Brief
State the number of lines in the records underneath where the word "chain" turns up, and say nothing else.
[[ Materials provided open ]]
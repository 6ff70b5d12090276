use core::ops::{Index, IndexMut};
use hashbrown::HashSet;
use ndarray::Array2;
use serde::{Deserialize, Serialize};

use crate::*;

pub const PLAYER_START: Coord2 = (0, 0);
pub const STARTING_SCORE: Score = 100;

#[derive(Copy, Clone, Debug, PartialEq, Eq, Serialize, Deserialize)]
pub struct Chip {
    pub position: Coord2,
    pub collected: bool,
}

#[derive(Copy, Clone, Debug, Default, PartialEq, Eq, Serialize, Deserialize)]
pub enum PlayState {
    #[default]
    Active,
    Won,
    Lost,
}

impl PlayState {
    pub const fn is_finished(self) -> bool {
        matches!(self, Self::Won | Self::Lost)
    }
}

/// Full game state: the board plus everything placed on it.
#[derive(Clone, Debug, PartialEq)]
pub struct GameState {
    pub(crate) config: GameConfig,
    pub(crate) grid: Array2<Cell>,
    pub(crate) player: Coord2,
    pub(crate) robot: Coord2,
    pub(crate) pits: Vec<Coord2>,
    pub(crate) chips: Vec<Chip>,
    pub(crate) score: Score,
    pub(crate) chips_collected: CellCount,
    pub(crate) play_state: PlayState,
}

impl GameState {
    /// Builds a fresh game from explicit placements. The player always starts at [`PLAYER_START`].
    pub fn from_layout(grid_size: Coord, robot: Coord2, pits: &[Coord2], chips: &[Coord2]) -> Result<Self> {
        let config = GameConfig::new(
            grid_size,
            pits.len().try_into().map_err(|_| GameError::InvalidBoardShape)?,
            chips.len().try_into().map_err(|_| GameError::InvalidBoardShape)?,
        )?;
        let size = config.size();

        let mut occupied = HashSet::with_capacity(config.required_cells() as usize);
        occupied.insert(PLAYER_START);
        for &coords in core::iter::once(&robot).chain(pits).chain(chips) {
            if coords.0 >= size.0 || coords.1 >= size.1 {
                return Err(GameError::InvalidCoords);
            }
            if !occupied.insert(coords) {
                return Err(GameError::OverlappingPlacement);
            }
        }

        let cues = compute_cues(size, robot, pits);
        let mut grid: Array2<Cell> = Array2::from_shape_fn(size.to_nd_index(), |index| Cell {
            cues: cues[index],
            ..Cell::default()
        });

        grid[robot.to_nd_index()].occupant = Occupant::Robot;
        for pit in pits {
            grid[pit.to_nd_index()].occupant = Occupant::Pit;
        }
        for chip in chips {
            grid[chip.to_nd_index()].occupant = Occupant::Chip;
        }
        grid[PLAYER_START.to_nd_index()].visited = true;

        Ok(Self {
            config,
            grid,
            player: PLAYER_START,
            robot,
            pits: pits.to_vec(),
            chips: chips
                .iter()
                .map(|&position| Chip {
                    position,
                    collected: false,
                })
                .collect(),
            score: STARTING_SCORE,
            chips_collected: 0,
            play_state: PlayState::Active,
        })
    }

    pub fn config(&self) -> GameConfig {
        self.config
    }

    pub fn size(&self) -> Coord2 {
        self.config.size()
    }

    pub fn cell_at(&self, coords: Coord2) -> Cell {
        self[coords]
    }

    pub fn player(&self) -> Coord2 {
        self.player
    }

    pub fn robot(&self) -> Coord2 {
        self.robot
    }

    pub fn pits(&self) -> &[Coord2] {
        &self.pits
    }

    pub fn chips(&self) -> &[Chip] {
        &self.chips
    }

    pub fn score(&self) -> Score {
        self.score
    }

    pub fn chips_collected(&self) -> CellCount {
        self.chips_collected
    }

    pub fn total_chips(&self) -> CellCount {
        self.config.chips
    }

    pub fn has_all_chips(&self) -> bool {
        self.chips_collected >= self.config.chips
    }

    pub fn play_state(&self) -> PlayState {
        self.play_state
    }

    pub fn is_game_over(&self) -> bool {
        self.play_state.is_finished()
    }

    pub fn validate_coords(&self, coords: Coord2) -> Result<Coord2> {
        let size = self.size();
        if coords.0 < size.0 && coords.1 < size.1 {
            Ok(coords)
        } else {
            Err(GameError::InvalidCoords)
        }
    }

    pub(crate) fn iter_neighbors(&self, coords: Coord2) -> NeighborIter {
        NeighborIter::new(coords, self.size())
    }

    pub(crate) fn reveal_all(&mut self) {
        self.grid.iter_mut().for_each(|cell| cell.visited = true);
    }

    /// Checks every cross-field invariant, used when a state comes from outside the engine.
    pub(crate) fn check_consistency(&self) -> Result<()> {
        self.config.validate()?;
        let side = usize::from(self.config.grid_size);
        if self.grid.dim() != (side, side)
            || self.pits.len() != usize::from(self.config.pits)
            || self.chips.len() != usize::from(self.config.chips)
        {
            return Err(GameError::InvalidBoardShape);
        }

        // Only the placements are distinct, the player walks over chips and the robot.
        let mut occupied = HashSet::with_capacity(self.config.required_cells() as usize);
        occupied.insert(PLAYER_START);
        for coords in core::iter::once(self.robot)
            .chain(self.pits.iter().copied())
            .chain(self.chips.iter().map(|chip| chip.position))
        {
            if !occupied.insert(self.validate_coords(coords)?) {
                return Err(GameError::OverlappingPlacement);
            }
        }

        let collected = self.chips.iter().filter(|chip| chip.collected).count();
        if collected != usize::from(self.chips_collected) {
            return Err(GameError::InvalidBoardShape);
        }

        let cues = compute_cues(self.size(), self.robot, &self.pits);
        let expected_occupant = |coords: Coord2| {
            if coords == self.robot {
                Occupant::Robot
            } else if self.pits.contains(&coords) {
                Occupant::Pit
            } else if self
                .chips
                .iter()
                .any(|chip| chip.position == coords && !chip.collected)
            {
                Occupant::Chip
            } else {
                Occupant::Empty
            }
        };
        for ((x, y), cell) in self.grid.indexed_iter() {
            let coords: Coord2 = (
                x.try_into().map_err(|_| GameError::InvalidBoardShape)?,
                y.try_into().map_err(|_| GameError::InvalidBoardShape)?,
            );
            if cell.occupant != expected_occupant(coords) || cell.cues != cues[(x, y)] {
                return Err(GameError::InvalidBoardShape);
            }
        }

        let player = self[self.validate_coords(self.player)?];
        if !player.visited || (!self.is_game_over() && player.has_pit()) {
            return Err(GameError::InvalidBoardShape);
        }

        Ok(())
    }
}

impl Index<Coord2> for GameState {
    type Output = Cell;

    fn index(&self, (x, y): Coord2) -> &Self::Output {
        &self.grid[(x as usize, y as usize)]
    }
}

impl IndexMut<Coord2> for GameState {
    fn index_mut(&mut self, (x, y): Coord2) -> &mut Self::Output {
        &mut self.grid[(x as usize, y as usize)]
    }
}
[[ Materials provided closed ]]
Task result
3